**WORK TASK:** Lines of the records that hold the word "total" are to be counted; give the number and nothing more.

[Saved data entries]
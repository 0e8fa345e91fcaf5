//! cuttime CLI
//!
//! Estimates machining time for single parts or batches, inspects how a
//! feature detail string is read, and optionally serves the estimator over
//! HTTP.

use anyhow::{bail, Context, Result};
use chrono::Utc;
use clap::{Parser, Subcommand};
use std::env;
use std::fs;
use std::path::{Path, PathBuf};
use std::sync::atomic::{AtomicUsize, Ordering};
use std::sync::Arc;
use tracing::info;
use tracing_subscriber::{EnvFilter, FmtSubscriber};

use cuttime::batch::{BatchOrchestrator, BatchRequest};
use cuttime::diagnostics;
use cuttime::export::ExportDocument;
use cuttime::features::{parse_feature, FeatureInput};
use cuttime::{Catalog, EngineConfig, EstimateRequest, Estimator};

#[derive(Parser)]
#[command(name = "cuttime")]
#[command(about = "Deterministic machining-time estimation", long_about = None)]
struct Cli {
    /// Cutting-condition catalog (JSON); the built-in catalog when omitted
    #[arg(long, global = true)]
    catalog: Option<PathBuf>,

    /// Engine configuration (TOML); falls back to $CUTTIME_CONFIG
    #[arg(long, global = true)]
    config: Option<PathBuf>,

    #[command(subcommand)]
    command: Commands,
}

#[derive(Subcommand)]
enum Commands {
    /// Estimate one part and print the result as JSON
    Estimate {
        /// Estimation request (JSON)
        request: PathBuf,
    },
    /// Estimate a batch of parts and write the export bundle
    Batch {
        /// Batch request (JSON)
        request: PathBuf,
        /// Directory for results.json, results.csv, features.csv, consistency.log
        #[arg(short, long, default_value = "cuttime-out")]
        out_dir: PathBuf,
        /// Re-run a sample of parts and require identical results
        #[arg(long)]
        verify: bool,
    },
    /// Show how a feature detail string is read
    Parse {
        /// Feature type, e.g. outer_diameter
        feature_type: String,
        /// Detail text, e.g. "ø30 h7, L=100"
        detail: String,
    },
    /// List catalog materials
    Materials,
    /// Serve the estimator over HTTP
    #[cfg(feature = "serve")]
    Serve {
        #[arg(long, default_value = "127.0.0.1:3030")]
        addr: std::net::SocketAddr,
    },
}

fn init_logging() {
    FmtSubscriber::builder()
        .with_env_filter(EnvFilter::try_from_default_env().unwrap_or_else(|_| EnvFilter::new("info")))
        .with_writer(std::io::stderr)
        .init();
}

fn load_estimator(catalog: Option<&Path>, config: Option<&Path>) -> Result<Estimator> {
    let catalog = match catalog {
        Some(path) => Catalog::from_file(path)
            .with_context(|| format!("loading catalog {}", path.display()))?,
        None => Catalog::builtin(),
    };

    let config_path = config
        .map(Path::to_path_buf)
        .or_else(|| env::var_os("CUTTIME_CONFIG").map(PathBuf::from));
    let config = match config_path {
        Some(path) => EngineConfig::from_file(&path)
            .with_context(|| format!("loading config {}", path.display()))?,
        None => EngineConfig::default(),
    };

    info!(
        "catalog {} ({} materials, {} conditions)",
        &catalog.fingerprint()[..12],
        catalog.list_materials().len(),
        catalog.condition_count()
    );
    Ok(Estimator::new(Arc::new(catalog), Arc::new(config)))
}

fn read_json<T: serde::de::DeserializeOwned>(path: &Path) -> Result<T> {
    let source = fs::read_to_string(path).with_context(|| format!("reading {}", path.display()))?;
    serde_json::from_str(&source).with_context(|| format!("parsing {}", path.display()))
}

fn estimate(estimator: &Estimator, path: &Path) -> Result<()> {
    let req: EstimateRequest = read_json(path)?;
    let result = estimator
        .estimate(&req)
        .with_context(|| format!("estimating part {}", req.part_id))?;
    println!("{}", serde_json::to_string_pretty(&result)?);
    Ok(())
}

fn batch(estimator: Estimator, path: &Path, out_dir: &Path, verify: bool) -> Result<()> {
    let mut req: BatchRequest = read_json(path)?;
    req.verify_determinism |= verify;

    let fingerprint = estimator.catalog().fingerprint().to_string();
    let total = req.parts.len();
    let done = AtomicUsize::new(0);
    let response = BatchOrchestrator::new(estimator)
        .with_progress(move |part_id| {
            let n = done.fetch_add(1, Ordering::Relaxed) + 1;
            info!("[{}/{}] {}", n, total, part_id);
        })
        .run(&req)?;

    let document = ExportDocument::new(&response, &fingerprint, Utc::now());
    document.write_bundle(out_dir)?;

    let summary = &response.summary;
    info!(
        "{} parts estimated, {} failed, avg {:.2} min",
        summary.count,
        response.failures.len(),
        summary.avg_time
    );
    for failure in &response.failures {
        eprintln!("  - {} ({}): {}", failure.part_id, failure.code, failure.error);
    }
    Ok(())
}

fn parse(estimator: &Estimator, feature_type: &str, detail: &str) -> Result<()> {
    let input = FeatureInput::new(feature_type, detail);

    match parse_feature(0, &input, &estimator.config().kinematics) {
        Ok(parsed) => {
            println!("{} ({:?})", parsed.feature.kind, parsed.feature.kind.family());
            println!("{}", diagnostics::describe_dimensions(&parsed.feature.dims));
            let report = diagnostics::render(detail, &parsed.warnings);
            if !report.is_empty() {
                eprint!("{}", report);
            }
            Ok(())
        }
        Err(warning) => {
            eprint!("{}", diagnostics::render(detail, std::slice::from_ref(&warning)));
            bail!("{}", warning.message)
        }
    }
}

fn materials(estimator: &Estimator) {
    println!("{:<12} {:<10} {:>8} {:>8} {:>8}", "code", "group", "rough", "finish", "setup");
    for m in estimator.catalog().materials() {
        println!(
            "{:<12} {:<10} {:>8} {:>8} {:>8}",
            m.code, m.group, m.mrr_roughing, m.mrr_finishing, m.base_setup_time
        );
    }
}

fn main() -> Result<()> {
    let cli = Cli::parse();
    init_logging();

    let estimator = load_estimator(cli.catalog.as_deref(), cli.config.as_deref())?;

    match cli.command {
        Commands::Estimate { request } => estimate(&estimator, &request)?,
        Commands::Batch {
            request,
            out_dir,
            verify,
        } => batch(estimator, &request, &out_dir, verify)?,
        Commands::Parse {
            feature_type,
            detail,
        } => parse(&estimator, &feature_type, &detail)?,
        Commands::Materials => materials(&estimator),
        #[cfg(feature = "serve")]
        Commands::Serve { addr } => {
            let runtime = tokio::runtime::Runtime::new().context("starting runtime")?;
            runtime.block_on(cuttime::serve::run(addr, estimator, cli.catalog));
        }
    }

    Ok(())
}
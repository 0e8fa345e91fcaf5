//! Estimation request as received at the boundary

use serde::{Deserialize, Serialize};
use sha2::{Digest, Sha256};

use crate::catalog::Mode;
use crate::features::FeatureInput;
use crate::geometry::GeometryInput;

#[derive(Debug, Clone, Copy, PartialEq, Eq, Serialize, Deserialize)]
#[serde(rename_all = "snake_case")]
pub enum ModelKind {
    Volume,
    Feature,
}

impl std::fmt::Display for ModelKind {
    fn fmt(&self, f: &mut std::fmt::Formatter<'_>) -> std::fmt::Result {
        match self {
            ModelKind::Volume => write!(f, "volume"),
            ModelKind::Feature => write!(f, "feature"),
        }
    }
}

#[derive(Debug, Clone, PartialEq, Serialize, Deserialize)]
pub struct EstimateRequest {
    pub part_id: String,
    pub material_code: String,
    #[serde(default)]
    pub mode: Mode,
    #[serde(default, skip_serializing_if = "Option::is_none")]
    pub model: Option<ModelKind>,
    #[serde(default, skip_serializing_if = "Option::is_none")]
    pub geometry: Option<GeometryInput>,
    #[serde(default, skip_serializing_if = "Option::is_none")]
    pub features: Option<Vec<FeatureInput>>,
}

impl EstimateRequest {
    pub fn volume(part_id: &str, material_code: &str, geometry: GeometryInput) -> Self {
        Self {
            part_id: part_id.to_string(),
            material_code: material_code.to_string(),
            mode: Mode::default(),
            model: None,
            geometry: Some(geometry),
            features: None,
        }
    }

    pub fn features(part_id: &str, material_code: &str, features: Vec<FeatureInput>) -> Self {
        Self {
            part_id: part_id.to_string(),
            material_code: material_code.to_string(),
            mode: Mode::default(),
            model: None,
            geometry: None,
            features: Some(features),
        }
    }

    pub fn with_mode(mut self, mode: Mode) -> Self {
        self.mode = mode;
        self
    }

    /// Explicit model, else the feature model whenever features were sent
    pub fn selected_model(&self) -> ModelKind {
        match (self.model, &self.features) {
            (Some(model), _) => model,
            (None, Some(_)) => ModelKind::Feature,
            (None, None) => ModelKind::Volume,
        }
    }

    /// SHA-256 of the canonical request JSON
    pub fn fingerprint(&self) -> String {
        // Struct fields serialize in declaration order, so the bytes are stable
        let bytes = serde_json::to_vec(self).unwrap_or_default();
        hex::encode(Sha256::digest(&bytes))
    }
}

**SOLUTION TO THE PROBLEM:** 2